他把圣职者的脸按到圆盘上,烈日炙烤过的金属烙在他受伤的皮肤上,只听得一阵惨叫。
内瑟斯把哭哭啼啼的男人扔到一边,盯着圆盘上嘶嘶作响的溪状血迹。
鲜血已经被烤成了棕色的硬块,血腥味飘进了他的鼻子。
“你的血不属于飞升血统。”内瑟斯伤感地说:“你不是我要找的人。
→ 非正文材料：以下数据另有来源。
//! Stochastic perturbation for chaos mode.
//!
//! Every noise sample is a Gaussian draw (mean 0, σ = φ/5) plus a harmonic
//! term `sin(iteration·φ)·amplitude·0.1` that is fully deterministic in the
//! iteration index. The Gaussian draw sits behind [`GaussianSource`] so a
//! session can be replayed exactly without turning chaos mode off.

use std::f64::consts::PI;

use rand::rngs::StdRng;
use rand::{Rng, SeedableRng};

use crate::PHI;

/// Standard deviation of the Gaussian noise component.
pub const NOISE_STD_DEV: f64 = PHI / 5.0;

/// Scale applied to the harmonic term.
const HARMONIC_GAIN: f64 = 0.1;

/// Capability: produce the next standard-normal (mean 0, σ 1) sample.
pub trait GaussianSource: Send {
    fn next_standard_normal(&mut self) -> f64;
}

/// Gaussian source backed by a `StdRng` and the Box–Muller transform.
pub struct RandomGaussian {
    rng: StdRng,
}

impl RandomGaussian {
    /// Seeded from OS entropy. Output is not reproducible.
    pub fn from_os() -> Self {
        Self {
            rng: StdRng::from_os_rng(),
        }
    }

    /// Seeded from an explicit value. Same seed, same stream.
    pub fn from_seed(seed: u64) -> Self {
        Self {
            rng: StdRng::seed_from_u64(seed),
        }
    }
}

impl GaussianSource for RandomGaussian {
    fn next_standard_normal(&mut self) -> f64 {
        let u1 = self.rng.random::<f64>().clamp(f64::MIN_POSITIVE, 1.0);
        let u2 = self.rng.random::<f64>();
        (-2.0 * u1.ln()).sqrt() * (2.0 * PI * u2).cos()
    }
}

/// Replays a fixed list of standard-normal samples, then yields zeros.
#[derive(Debug, Clone, Default)]
pub struct ReplayGaussian {
    samples: Vec<f64>,
    cursor: usize,
}

impl ReplayGaussian {
    pub fn new(samples: Vec<f64>) -> Self {
        Self { samples, cursor: 0 }
    }

    /// Samples not yet consumed.
    pub fn remaining(&self) -> usize {
        self.samples.len().saturating_sub(self.cursor)
    }
}

impl GaussianSource for ReplayGaussian {
    fn next_standard_normal(&mut self) -> f64 {
        let value = self.samples.get(self.cursor).copied().unwrap_or(0.0);
        self.cursor += 1;
        value
    }
}

/// Produces bounded-variance noise samples for chaos mode.
pub struct NoiseGenerator {
    source: Box<dyn GaussianSource>,
}

impl NoiseGenerator {
    pub fn new(source: Box<dyn GaussianSource>) -> Self {
        Self { source }
    }

    /// OS-seeded generator, or a reproducible one when `seed` is given.
    pub fn from_seed(seed: Option<u64>) -> Self {
        match seed {
            Some(s) => Self::new(Box::new(RandomGaussian::from_seed(s))),
            None => Self::new(Box::new(RandomGaussian::from_os())),
        }
    }

    /// Draw one noise sample for `iteration`.
    pub fn sample(&mut self, iteration: u64, amplitude: f64) -> f64 {
        self.source.next_standard_normal() * NOISE_STD_DEV + harmonic(iteration, amplitude)
    }
}

impl std::fmt::Debug for NoiseGenerator {
    fn fmt(&self, f: &mut std::fmt::Formatter<'_>) -> std::fmt::Result {
        f.debug_struct("NoiseGenerator").finish_non_exhaustive()
    }
}

/// Deterministic harmonic component of the noise.
pub fn harmonic(iteration: u64, amplitude: f64) -> f64 {
    (iteration as f64 * PHI).sin() * amplitude * HARMONIC_GAIN
}

#[cfg(test)]
mod tests {
    use super::*;
    use statrs::statistics::Statistics;

    #[test]
    fn test_harmonic_zero_at_origin() {
        assert_eq!(harmonic(0, 1.0), 0.0);
        assert_eq!(harmonic(17, 0.0), 0.0);
    }

    #[test]
    fn test_harmonic_bounded_by_amplitude() {
        for i in 0..1000 {
            assert!(harmonic(i, 2.0).abs() <= 0.2 + 1e-12);
        }
    }

    #[test]
    fn test_replay_only_adds_harmonic() {
        let mut noise = NoiseGenerator::new(Box::new(ReplayGaussian::new(vec![0.0, 1.0])));
        assert_eq!(noise.sample(3, 1.0), harmonic(3, 1.0));
        let expected = NOISE_STD_DEV + harmonic(4, 1.0);
        assert!((noise.sample(4, 1.0) - expected).abs() < 1e-15);
        // Exhausted replay falls back to zeros.
        assert_eq!(noise.sample(5, 0.0), 0.0);
    }

    #[test]
    fn test_replay_remaining() {
        let mut replay = ReplayGaussian::new(vec![1.0, 2.0]);
        assert_eq!(replay.remaining(), 2);
        replay.next_standard_normal();
        replay.next_standard_normal();
        replay.next_standard_normal();
        assert_eq!(replay.remaining(), 0);
    }

    #[test]
    fn test_seeded_streams_reproduce() {
        let mut a = NoiseGenerator::from_seed(Some(42));
        let mut b = NoiseGenerator::from_seed(Some(42));
        for i in 0..64 {
            assert_eq!(a.sample(i, 1.0).to_bits(), b.sample(i, 1.0).to_bits());
        }
    }

    #[test]
    fn test_gaussian_moments() {
        let mut source = RandomGaussian::from_seed(0xC0FFEE);
        let samples: Vec<f64> = (0..20_000).map(|_| source.next_standard_normal()).collect();
        let mean = samples.iter().mean();
        let std = samples.iter().std_dev();
        assert!(mean.abs() < 0.05, "mean drifted: {mean}");
        assert!((std - 1.0).abs() < 0.05, "std drifted: {std}");
    }

    #[test]
    fn test_noise_std_dev_matches_golden_ratio() {
        let mut noise = NoiseGenerator::from_seed(Some(9));
        // Amplitude 0 isolates the Gaussian component.
        let samples: Vec<f64> = (0..20_000).map(|i| noise.sample(i, 0.0)).collect();
        let std = samples.iter().std_dev();
        assert!((std - NOISE_STD_DEV).abs() < 0.02, "std {std} vs {NOISE_STD_DEV}");
    }
}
”
突然,圆盘的表面闪过一丝蓝光,反射的是很远地方的景象。
他的眼睛不由得眯了起来。
内瑟斯转身看向地平线尽头。
那里聚了一朵云,是行军的部队激起的尘土。
透过烟尘,内瑟斯看到了矛尖和盔甲上反射的晶亮阳光。
他听到了战鼓的擂击和军号的锐响。
尘土里现出了驮物坐骑的身影。
嘶叫的战兽被粗绳拴在轭上,由手拿刺棒的兵士驱赶。
这些怪兽的身上生着钙化的鳞甲,撅着弯曲的獠牙,简直就是天生的攻城锤,可以毫不费力地推平早已摇摇欲坠的维考拉城墙。
战兽身后,是一大群部落的战团。
他们高举着各式各样的图腾,正朝着城市进。
轻装的游击手、骑射手和手拿鳞盾与重斧的战士……至少有五百人。
内瑟斯意识到,有一个意志正统领着他们。
因为正常情况下,这些部落一旦见面就会拼个你死我活。
内瑟斯感应到了远古魔法的存在,嘴里泛起一阵金属的腥味。
他所有的感官都变得敏感起来。
他听到神庙下方数百个喋喋不休的低语,看清了铜制圆盘上每一处瑕疵,感觉着脚下的每一颗沙粒。
一股刺鼻的血腥味窜进了他的鼻腔——应该是刚刚止住的伤口。
这气味让他依稀想起了旧日,还有某个早已迷失年代的久远回声。